Trotz seines Fokus auf praktische Action und Stunts konnte der Need for Speed Film das Gefühl von Spaß und Spektakel, das Fast & Furious so gut vermittelte, nicht erreichen. Stellenweise wirkt der Film übermäßig ernst und düster, und George Gatins' Drehbuch erscheint gelegentlich ungelenk und holprig.

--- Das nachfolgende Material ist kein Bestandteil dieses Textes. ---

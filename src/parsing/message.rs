//! Per-message decoding.
//!
//! [`parse_message`] turns one `div.message` node into a [`Message`]. Every
//! field is resolved independently and best-effort: a missing or malformed
//! sub-node leaves that field absent and never aborts the message.

use std::sync::LazyLock;

use regex::Regex;

use super::attachments::extract_attachments;
use super::text::{is_date_heading, normalize_text};
use super::timestamp::parse_export_timestamp;
use crate::markup::MarkupNode;
use crate::message::{CallType, Message};

static GO_TO_MESSAGE_RE: LazyLock<Regex> = LazyLock::new(|| {
    Regex::new(r"GoToMessage\(([0-9]+)\)").expect("reply pattern is valid")
});

static CALL_DURATION_RE: LazyLock<Regex> = LazyLock::new(|| {
    Regex::new(r"\(([0-9]+)\s+seconds?\)").expect("call duration pattern is valid")
});

/// Status phrase markers, checked in order.
const CALL_MARKERS: [(&str, CallType); 4] = [
    ("Incoming", CallType::Incoming),
    ("Outgoing", CallType::Outgoing),
    ("Cancelled", CallType::Cancelled),
    ("Missed", CallType::Missed),
];

/// Most recent explicit sender seen in a conversation.
///
/// Owned by whoever walks a conversation and passed to every
/// [`parse_message`] call, so "joined" messages can inherit the sender across
/// document boundaries.
#[derive(Debug, Clone, Default, PartialEq, Eq)]
pub struct SenderState {
    last_sender: Option<String>,
}

impl SenderState {
    pub fn new() -> Self {
        Self::default()
    }

    /// Returns the most recent explicit sender, if any.
    pub fn last_sender(&self) -> Option<&str> {
        self.last_sender.as_deref()
    }

    fn remember(&mut self, name: &str) {
        self.last_sender = Some(name.to_string());
    }
}

/// Parses one message node.
///
/// Returns `None` when the node is a synthetic day separator (a service
/// message whose only text is a heading like `7 August 2021`); such nodes are
/// not content and are dropped entirely.
pub fn parse_message<N: MarkupNode>(
    node: &N,
    chat_id: &str,
    senders: &mut SenderState,
) -> Option<Message> {
    let mut msg = Message::new(node.attribute("id").unwrap_or_default().trim());

    msg.is_service = node.has_class("service");
    let is_joined = node.has_class("joined");

    msg.timestamp = parse_export_timestamp(
        node.find("div.date.details[title]")
            .as_ref()
            .and_then(|d| d.attribute("title")),
    );

    msg.from_name = resolve_sender(node, is_joined, senders);
    msg.reply_to = resolve_reply(node);

    if let Some((from, date)) = resolve_forward(node) {
        msg.forwarded_from = from;
        msg.forwarded_date = date;
    }

    if let Some((call_type, duration)) = resolve_call(node) {
        msg.call_type = call_type;
        msg.call_duration = duration;
    }

    if let Some(text) = node.find("div.text") {
        let inner = text.inner_markup();
        let inner = inner.trim();
        msg.html_text = (!inner.is_empty()).then(|| inner.to_string());
        msg.plain_text = normalize_text(&text.text_content());
    } else if msg.is_service {
        if let Some(details) = node.find("div.body.details") {
            msg.plain_text = normalize_text(&details.text_content());
            if is_date_heading(&msg.plain_text) {
                return None;
            }
        }
    }

    msg.attachments = extract_attachments(node, chat_id);

    Some(msg)
}

fn resolve_sender<N: MarkupNode>(
    node: &N,
    is_joined: bool,
    senders: &mut SenderState,
) -> Option<String> {
    match node.find_outside("div.from_name", "div.forwarded") {
        Some(from) => {
            let name = normalize_text(&from.text_content());
            if name.is_empty() {
                return None;
            }
            senders.remember(&name);
            Some(name)
        }
        None if is_joined => senders.last_sender().map(ToString::to_string),
        None => None,
    }
}

fn resolve_reply<N: MarkupNode>(node: &N) -> Option<String> {
    let link = node.find("div.reply_to a")?;
    let onclick = link.attribute("onclick")?;
    let caps = GO_TO_MESSAGE_RE.captures(onclick)?;
    Some(format!("message{}", &caps[1]))
}

/// Forwarding actor name, plus the detail/date suffix split off from it.
///
/// A name node holding nothing but the date yields no actor.
fn resolve_forward<N: MarkupNode>(node: &N) -> Option<(Option<String>, Option<String>)> {
    let forwarded = node.find("div.forwarded.body")?;
    let name_node = forwarded.find("div.from_name")?;

    let mut name = name_node.text_content();
    let date = name_node
        .find("span.details")
        .map(|d| normalize_text(&d.text_content()));

    if let Some(date) = date.as_deref() {
        name = name.replace(date, "").trim().to_string();
    }

    let name = normalize_text(&name);
    Some(((!name.is_empty()).then_some(name), date))
}

/// Call type (if the status phrase is recognized) and duration in seconds.
///
/// Calls without the `success` class that are not cancelled are demoted to
/// missed; missed calls carry no duration.
fn resolve_call<N: MarkupNode>(node: &N) -> Option<(Option<CallType>, Option<u32>)> {
    let call = node.find("div.media_call")?;
    let status = call.find("div.status.details")?;
    let status = normalize_text(&status.text_content());

    let mut call_type = CALL_MARKERS
        .iter()
        .find(|(marker, _)| status.contains(*marker))
        .map(|&(_, kind)| kind);

    if !call.has_class("success") && call_type.is_some_and(|t| t != CallType::Cancelled) {
        call_type = Some(CallType::Missed);
    }

    let duration = if call_type == Some(CallType::Missed) {
        None
    } else {
        CALL_DURATION_RE
            .captures(&status)
            .and_then(|caps| caps[1].parse::<u32>().ok())
    };

    Some((call_type, duration))
}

Ein Beispiel: Tobey will Rache an Dino dafür, dass dieser Tobey und Pete nach einem Autounfall im Stich gelassen hat, und bemerkt, dass Dino eine Kardinalsünde begangen hat, indem er einen Fahrer bei einem Unfall zurückließ. Und doch tut Tobey später genau dasselbe mehrmals, besonders im entscheidenden letzten Akt.
Da der Film auf einer Videospielreihe basiert, integriert er diese Elemente durch das De Leon-Rennen und seinen exzentrischen Aufseher Monarch (Michael Keaton), der auch einen seltsam beliebten Underground-Podcast über illegale Straßenrennen moderiert. Die Erzählung, die eine solch aufwendige Pracht und Prestige eines unprofessionellen, illegalen Straßenrenn-Zirkus untermauert, wirkt eher gekünstelt, verworren und konstruiert, was Kritiker, Kinobesucher und Fans der Spiele abschreckte.